Records excerpted from a collection:
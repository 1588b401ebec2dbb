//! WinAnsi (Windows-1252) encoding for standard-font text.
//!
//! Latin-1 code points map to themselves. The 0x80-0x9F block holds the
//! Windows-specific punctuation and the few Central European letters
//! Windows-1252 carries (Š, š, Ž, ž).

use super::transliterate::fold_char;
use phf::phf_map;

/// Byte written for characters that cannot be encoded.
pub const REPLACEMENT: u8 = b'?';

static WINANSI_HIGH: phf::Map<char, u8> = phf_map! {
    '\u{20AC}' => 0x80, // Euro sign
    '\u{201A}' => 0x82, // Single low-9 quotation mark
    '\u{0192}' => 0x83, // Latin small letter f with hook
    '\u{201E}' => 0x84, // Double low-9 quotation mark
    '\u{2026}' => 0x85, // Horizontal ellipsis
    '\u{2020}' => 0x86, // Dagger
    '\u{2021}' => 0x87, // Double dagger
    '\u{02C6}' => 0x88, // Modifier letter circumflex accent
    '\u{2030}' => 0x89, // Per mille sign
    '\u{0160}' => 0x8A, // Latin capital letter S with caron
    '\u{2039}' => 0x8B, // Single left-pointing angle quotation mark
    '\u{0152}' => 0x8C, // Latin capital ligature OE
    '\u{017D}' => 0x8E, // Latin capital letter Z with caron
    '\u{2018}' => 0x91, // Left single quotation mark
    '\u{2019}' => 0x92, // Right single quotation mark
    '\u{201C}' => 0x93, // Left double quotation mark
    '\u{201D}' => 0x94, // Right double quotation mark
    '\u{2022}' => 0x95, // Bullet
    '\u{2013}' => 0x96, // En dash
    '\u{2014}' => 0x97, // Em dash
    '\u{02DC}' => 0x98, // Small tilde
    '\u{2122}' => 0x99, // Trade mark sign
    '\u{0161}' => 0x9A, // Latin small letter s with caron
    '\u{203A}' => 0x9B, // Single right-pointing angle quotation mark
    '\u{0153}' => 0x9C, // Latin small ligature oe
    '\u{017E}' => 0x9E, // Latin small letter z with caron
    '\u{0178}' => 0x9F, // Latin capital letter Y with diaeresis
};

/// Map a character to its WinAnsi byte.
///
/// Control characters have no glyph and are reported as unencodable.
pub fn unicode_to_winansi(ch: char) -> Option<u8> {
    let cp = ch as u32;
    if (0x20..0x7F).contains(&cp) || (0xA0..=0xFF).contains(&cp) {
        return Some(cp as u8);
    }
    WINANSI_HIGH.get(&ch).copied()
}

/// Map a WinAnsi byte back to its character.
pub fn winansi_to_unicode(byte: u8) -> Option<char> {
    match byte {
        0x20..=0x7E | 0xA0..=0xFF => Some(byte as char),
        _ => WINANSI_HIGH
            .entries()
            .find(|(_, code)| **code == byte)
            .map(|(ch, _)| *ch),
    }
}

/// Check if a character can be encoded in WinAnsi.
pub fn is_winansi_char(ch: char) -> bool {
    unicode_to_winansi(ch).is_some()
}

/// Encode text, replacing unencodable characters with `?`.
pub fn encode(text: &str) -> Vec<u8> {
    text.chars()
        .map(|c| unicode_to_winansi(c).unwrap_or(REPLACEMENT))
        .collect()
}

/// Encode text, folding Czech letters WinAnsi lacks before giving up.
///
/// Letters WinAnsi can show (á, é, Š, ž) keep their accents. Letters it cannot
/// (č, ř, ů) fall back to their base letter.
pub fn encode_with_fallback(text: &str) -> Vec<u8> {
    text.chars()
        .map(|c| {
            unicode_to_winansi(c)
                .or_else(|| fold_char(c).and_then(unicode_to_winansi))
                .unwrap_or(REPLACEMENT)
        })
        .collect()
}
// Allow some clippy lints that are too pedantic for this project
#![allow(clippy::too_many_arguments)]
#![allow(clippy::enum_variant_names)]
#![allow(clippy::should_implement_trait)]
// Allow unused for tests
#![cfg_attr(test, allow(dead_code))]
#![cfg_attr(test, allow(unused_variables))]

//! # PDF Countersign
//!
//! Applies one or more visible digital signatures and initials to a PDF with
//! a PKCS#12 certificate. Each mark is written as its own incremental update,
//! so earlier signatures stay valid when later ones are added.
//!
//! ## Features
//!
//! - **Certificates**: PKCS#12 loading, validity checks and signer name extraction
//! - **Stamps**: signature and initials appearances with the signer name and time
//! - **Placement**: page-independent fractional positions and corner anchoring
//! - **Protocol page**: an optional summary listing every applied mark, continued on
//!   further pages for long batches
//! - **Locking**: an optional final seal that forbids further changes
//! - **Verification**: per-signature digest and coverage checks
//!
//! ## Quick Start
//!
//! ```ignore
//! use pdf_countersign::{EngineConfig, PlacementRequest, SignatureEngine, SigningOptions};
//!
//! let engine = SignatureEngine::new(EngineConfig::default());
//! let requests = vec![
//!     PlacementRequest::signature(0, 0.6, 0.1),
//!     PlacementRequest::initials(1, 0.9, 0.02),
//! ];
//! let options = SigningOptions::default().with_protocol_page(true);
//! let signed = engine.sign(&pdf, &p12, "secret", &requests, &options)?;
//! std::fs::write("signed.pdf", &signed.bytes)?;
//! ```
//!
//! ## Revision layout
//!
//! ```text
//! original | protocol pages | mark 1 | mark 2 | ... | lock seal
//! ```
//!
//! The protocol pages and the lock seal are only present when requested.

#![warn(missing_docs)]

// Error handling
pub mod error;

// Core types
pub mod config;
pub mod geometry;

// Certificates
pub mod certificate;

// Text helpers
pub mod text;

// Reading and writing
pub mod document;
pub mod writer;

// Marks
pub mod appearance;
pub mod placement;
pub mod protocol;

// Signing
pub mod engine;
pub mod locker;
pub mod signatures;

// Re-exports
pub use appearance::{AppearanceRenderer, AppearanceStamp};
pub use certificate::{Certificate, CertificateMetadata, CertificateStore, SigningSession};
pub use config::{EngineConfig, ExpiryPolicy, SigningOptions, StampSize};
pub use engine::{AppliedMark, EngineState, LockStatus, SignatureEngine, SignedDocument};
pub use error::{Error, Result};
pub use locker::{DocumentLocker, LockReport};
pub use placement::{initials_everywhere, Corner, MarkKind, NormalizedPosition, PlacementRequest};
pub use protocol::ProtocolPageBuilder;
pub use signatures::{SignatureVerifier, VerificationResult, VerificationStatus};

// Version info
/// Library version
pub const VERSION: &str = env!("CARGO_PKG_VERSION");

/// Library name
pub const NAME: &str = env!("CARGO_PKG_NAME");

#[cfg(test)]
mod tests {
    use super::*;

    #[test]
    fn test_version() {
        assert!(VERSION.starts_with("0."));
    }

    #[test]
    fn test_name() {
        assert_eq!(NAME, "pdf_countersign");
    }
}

* * *

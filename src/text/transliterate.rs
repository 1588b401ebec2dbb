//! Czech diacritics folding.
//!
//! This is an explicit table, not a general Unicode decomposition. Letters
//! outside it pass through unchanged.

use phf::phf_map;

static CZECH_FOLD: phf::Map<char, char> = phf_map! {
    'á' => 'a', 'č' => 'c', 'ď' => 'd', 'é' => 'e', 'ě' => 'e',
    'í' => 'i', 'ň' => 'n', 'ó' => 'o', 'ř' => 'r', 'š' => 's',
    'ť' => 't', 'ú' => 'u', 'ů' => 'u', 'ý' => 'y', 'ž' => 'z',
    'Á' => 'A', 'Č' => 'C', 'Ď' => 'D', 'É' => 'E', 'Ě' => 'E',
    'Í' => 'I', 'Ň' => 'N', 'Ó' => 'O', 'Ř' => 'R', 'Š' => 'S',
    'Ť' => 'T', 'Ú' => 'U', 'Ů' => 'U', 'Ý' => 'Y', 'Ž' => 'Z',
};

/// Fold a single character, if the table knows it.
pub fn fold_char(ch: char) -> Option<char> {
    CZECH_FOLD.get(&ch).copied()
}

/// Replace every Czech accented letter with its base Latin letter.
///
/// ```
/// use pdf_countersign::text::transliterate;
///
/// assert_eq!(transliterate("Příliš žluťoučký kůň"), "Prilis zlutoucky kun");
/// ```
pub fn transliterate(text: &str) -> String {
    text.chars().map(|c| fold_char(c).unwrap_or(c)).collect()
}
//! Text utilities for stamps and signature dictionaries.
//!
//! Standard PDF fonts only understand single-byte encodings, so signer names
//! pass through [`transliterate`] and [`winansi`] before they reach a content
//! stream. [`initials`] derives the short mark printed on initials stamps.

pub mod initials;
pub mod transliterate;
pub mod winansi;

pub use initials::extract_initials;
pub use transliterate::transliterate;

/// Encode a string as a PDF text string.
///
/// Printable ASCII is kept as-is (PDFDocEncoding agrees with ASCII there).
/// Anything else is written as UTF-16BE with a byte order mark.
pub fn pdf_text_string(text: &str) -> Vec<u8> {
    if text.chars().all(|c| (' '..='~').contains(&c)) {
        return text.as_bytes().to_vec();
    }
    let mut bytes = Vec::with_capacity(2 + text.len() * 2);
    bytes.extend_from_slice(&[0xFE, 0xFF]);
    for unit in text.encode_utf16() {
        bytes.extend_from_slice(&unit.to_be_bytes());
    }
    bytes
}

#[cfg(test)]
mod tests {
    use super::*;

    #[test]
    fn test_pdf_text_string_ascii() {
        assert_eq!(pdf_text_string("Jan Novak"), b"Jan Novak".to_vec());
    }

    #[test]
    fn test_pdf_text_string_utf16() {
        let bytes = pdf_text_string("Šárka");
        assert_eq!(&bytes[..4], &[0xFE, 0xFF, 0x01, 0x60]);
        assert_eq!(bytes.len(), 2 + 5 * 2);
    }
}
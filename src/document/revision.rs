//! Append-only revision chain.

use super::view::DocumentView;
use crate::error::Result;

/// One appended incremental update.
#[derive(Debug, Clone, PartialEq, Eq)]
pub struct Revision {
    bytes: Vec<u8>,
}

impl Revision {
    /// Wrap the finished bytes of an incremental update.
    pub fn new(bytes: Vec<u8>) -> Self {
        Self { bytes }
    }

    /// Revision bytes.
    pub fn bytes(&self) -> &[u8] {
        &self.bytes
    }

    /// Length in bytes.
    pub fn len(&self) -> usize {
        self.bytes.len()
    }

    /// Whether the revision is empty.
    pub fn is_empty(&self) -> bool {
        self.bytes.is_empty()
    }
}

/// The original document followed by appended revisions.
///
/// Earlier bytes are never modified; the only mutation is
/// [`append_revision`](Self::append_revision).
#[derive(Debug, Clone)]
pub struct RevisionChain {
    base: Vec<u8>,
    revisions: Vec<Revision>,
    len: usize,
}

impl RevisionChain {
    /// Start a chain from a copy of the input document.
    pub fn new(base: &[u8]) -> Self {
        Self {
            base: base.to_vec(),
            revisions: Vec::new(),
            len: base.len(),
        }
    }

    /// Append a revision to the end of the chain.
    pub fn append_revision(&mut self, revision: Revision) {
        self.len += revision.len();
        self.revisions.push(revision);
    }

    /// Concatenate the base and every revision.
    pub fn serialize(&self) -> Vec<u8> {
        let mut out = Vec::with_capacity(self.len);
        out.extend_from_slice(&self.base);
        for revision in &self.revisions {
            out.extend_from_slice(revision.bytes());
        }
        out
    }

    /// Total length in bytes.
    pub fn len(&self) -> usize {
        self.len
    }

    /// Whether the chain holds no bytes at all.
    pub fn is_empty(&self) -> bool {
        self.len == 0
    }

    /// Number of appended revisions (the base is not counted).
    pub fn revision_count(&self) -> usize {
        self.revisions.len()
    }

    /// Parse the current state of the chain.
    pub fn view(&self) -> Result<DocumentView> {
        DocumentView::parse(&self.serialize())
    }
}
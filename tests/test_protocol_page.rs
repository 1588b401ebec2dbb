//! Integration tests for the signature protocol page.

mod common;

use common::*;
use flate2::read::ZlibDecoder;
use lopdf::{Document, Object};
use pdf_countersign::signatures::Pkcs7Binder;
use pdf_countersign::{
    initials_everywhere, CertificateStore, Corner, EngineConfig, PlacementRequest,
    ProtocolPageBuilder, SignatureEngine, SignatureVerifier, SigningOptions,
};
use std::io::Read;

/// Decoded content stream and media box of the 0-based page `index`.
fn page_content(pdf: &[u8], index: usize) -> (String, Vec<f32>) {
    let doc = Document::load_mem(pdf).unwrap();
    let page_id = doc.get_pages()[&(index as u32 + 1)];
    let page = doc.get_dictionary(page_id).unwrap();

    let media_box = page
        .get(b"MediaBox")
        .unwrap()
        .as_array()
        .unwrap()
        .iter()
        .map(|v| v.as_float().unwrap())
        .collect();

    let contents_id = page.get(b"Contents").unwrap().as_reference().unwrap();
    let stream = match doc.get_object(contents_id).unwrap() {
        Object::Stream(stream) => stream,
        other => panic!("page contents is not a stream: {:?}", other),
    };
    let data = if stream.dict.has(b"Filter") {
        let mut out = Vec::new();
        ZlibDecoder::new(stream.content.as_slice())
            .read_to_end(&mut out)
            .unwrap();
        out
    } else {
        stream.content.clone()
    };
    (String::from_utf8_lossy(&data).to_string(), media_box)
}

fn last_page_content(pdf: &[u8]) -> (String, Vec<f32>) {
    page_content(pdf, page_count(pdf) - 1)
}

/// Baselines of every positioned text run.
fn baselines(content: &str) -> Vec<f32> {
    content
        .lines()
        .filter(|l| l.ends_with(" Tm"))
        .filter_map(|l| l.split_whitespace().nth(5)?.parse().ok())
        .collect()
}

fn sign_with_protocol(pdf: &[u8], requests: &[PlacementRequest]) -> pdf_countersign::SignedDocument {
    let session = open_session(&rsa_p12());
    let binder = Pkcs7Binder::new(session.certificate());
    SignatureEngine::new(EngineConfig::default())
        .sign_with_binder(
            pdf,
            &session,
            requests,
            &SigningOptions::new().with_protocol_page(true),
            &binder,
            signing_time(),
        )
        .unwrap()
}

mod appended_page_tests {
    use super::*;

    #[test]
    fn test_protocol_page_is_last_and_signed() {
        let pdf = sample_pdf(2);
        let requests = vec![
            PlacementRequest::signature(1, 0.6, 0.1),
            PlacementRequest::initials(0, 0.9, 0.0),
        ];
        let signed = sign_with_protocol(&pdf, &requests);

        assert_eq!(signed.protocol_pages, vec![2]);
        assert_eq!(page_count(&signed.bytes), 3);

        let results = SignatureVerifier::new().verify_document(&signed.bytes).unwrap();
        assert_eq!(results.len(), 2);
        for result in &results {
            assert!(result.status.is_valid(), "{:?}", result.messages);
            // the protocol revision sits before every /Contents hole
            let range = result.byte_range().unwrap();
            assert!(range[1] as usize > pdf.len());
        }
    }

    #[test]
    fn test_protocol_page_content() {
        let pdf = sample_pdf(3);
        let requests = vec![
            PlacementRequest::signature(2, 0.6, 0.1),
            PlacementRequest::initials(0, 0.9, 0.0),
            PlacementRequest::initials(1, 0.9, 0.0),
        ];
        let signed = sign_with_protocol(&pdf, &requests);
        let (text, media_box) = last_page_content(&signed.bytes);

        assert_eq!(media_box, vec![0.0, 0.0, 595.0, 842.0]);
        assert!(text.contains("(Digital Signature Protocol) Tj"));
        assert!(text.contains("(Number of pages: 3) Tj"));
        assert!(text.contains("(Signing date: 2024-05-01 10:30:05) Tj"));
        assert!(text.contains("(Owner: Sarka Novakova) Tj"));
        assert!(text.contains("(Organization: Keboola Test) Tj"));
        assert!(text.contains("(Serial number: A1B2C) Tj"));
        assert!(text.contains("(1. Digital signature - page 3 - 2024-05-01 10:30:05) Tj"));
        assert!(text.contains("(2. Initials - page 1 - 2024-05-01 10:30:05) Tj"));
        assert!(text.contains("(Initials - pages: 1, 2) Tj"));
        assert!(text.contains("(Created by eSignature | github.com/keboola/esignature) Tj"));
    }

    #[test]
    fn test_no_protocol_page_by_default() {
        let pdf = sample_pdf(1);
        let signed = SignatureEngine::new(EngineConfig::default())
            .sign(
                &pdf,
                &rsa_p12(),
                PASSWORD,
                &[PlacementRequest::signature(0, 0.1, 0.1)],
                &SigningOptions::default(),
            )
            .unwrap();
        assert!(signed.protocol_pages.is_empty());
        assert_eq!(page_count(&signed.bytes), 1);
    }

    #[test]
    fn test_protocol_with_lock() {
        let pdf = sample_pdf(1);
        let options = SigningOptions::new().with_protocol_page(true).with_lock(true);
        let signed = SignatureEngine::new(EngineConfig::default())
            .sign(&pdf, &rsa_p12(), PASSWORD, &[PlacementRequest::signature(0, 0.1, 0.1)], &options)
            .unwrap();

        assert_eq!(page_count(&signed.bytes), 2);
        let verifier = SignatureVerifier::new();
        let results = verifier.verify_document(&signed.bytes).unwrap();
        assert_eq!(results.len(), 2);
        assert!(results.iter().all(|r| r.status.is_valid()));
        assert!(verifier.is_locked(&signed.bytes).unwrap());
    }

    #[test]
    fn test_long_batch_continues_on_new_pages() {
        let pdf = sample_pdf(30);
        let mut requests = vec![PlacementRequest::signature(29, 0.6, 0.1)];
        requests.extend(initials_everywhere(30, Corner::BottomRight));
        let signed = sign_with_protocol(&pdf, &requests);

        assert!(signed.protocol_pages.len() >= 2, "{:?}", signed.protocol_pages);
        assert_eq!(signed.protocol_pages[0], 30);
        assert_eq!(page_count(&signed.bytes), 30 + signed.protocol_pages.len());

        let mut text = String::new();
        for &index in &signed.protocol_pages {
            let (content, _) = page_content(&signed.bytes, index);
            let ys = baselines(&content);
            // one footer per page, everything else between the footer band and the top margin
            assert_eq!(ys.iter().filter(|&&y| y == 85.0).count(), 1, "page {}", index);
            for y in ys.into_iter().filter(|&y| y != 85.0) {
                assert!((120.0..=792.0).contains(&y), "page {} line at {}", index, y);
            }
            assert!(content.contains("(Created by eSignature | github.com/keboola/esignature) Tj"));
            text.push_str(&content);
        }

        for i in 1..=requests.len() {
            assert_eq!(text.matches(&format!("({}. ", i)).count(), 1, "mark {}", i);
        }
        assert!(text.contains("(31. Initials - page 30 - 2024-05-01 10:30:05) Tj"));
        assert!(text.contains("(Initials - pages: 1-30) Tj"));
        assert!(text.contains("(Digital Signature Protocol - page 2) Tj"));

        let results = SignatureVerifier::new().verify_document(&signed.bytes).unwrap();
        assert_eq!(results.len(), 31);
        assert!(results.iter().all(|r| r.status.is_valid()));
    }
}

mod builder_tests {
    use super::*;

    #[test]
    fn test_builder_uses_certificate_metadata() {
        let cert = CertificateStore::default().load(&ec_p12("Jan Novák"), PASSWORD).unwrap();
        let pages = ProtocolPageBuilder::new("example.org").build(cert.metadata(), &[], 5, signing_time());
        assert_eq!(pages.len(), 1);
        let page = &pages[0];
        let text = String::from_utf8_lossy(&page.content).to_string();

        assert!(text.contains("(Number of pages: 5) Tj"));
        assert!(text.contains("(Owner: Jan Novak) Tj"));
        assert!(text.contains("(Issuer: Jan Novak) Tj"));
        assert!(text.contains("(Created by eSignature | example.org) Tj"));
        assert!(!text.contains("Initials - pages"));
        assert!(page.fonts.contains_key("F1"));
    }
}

_What you have to do_
Gather each line in these records that contains the string "caron".

_Exercise output_
    '\u{0160}' => 0x8A, // Latin capital letter S with caron
    '\u{017D}' => 0x8E, // Latin capital letter Z with caron
    '\u{0161}' => 0x9A, // Latin small letter s with caron
    '\u{017E}' => 0x9E, // Latin small letter z with caron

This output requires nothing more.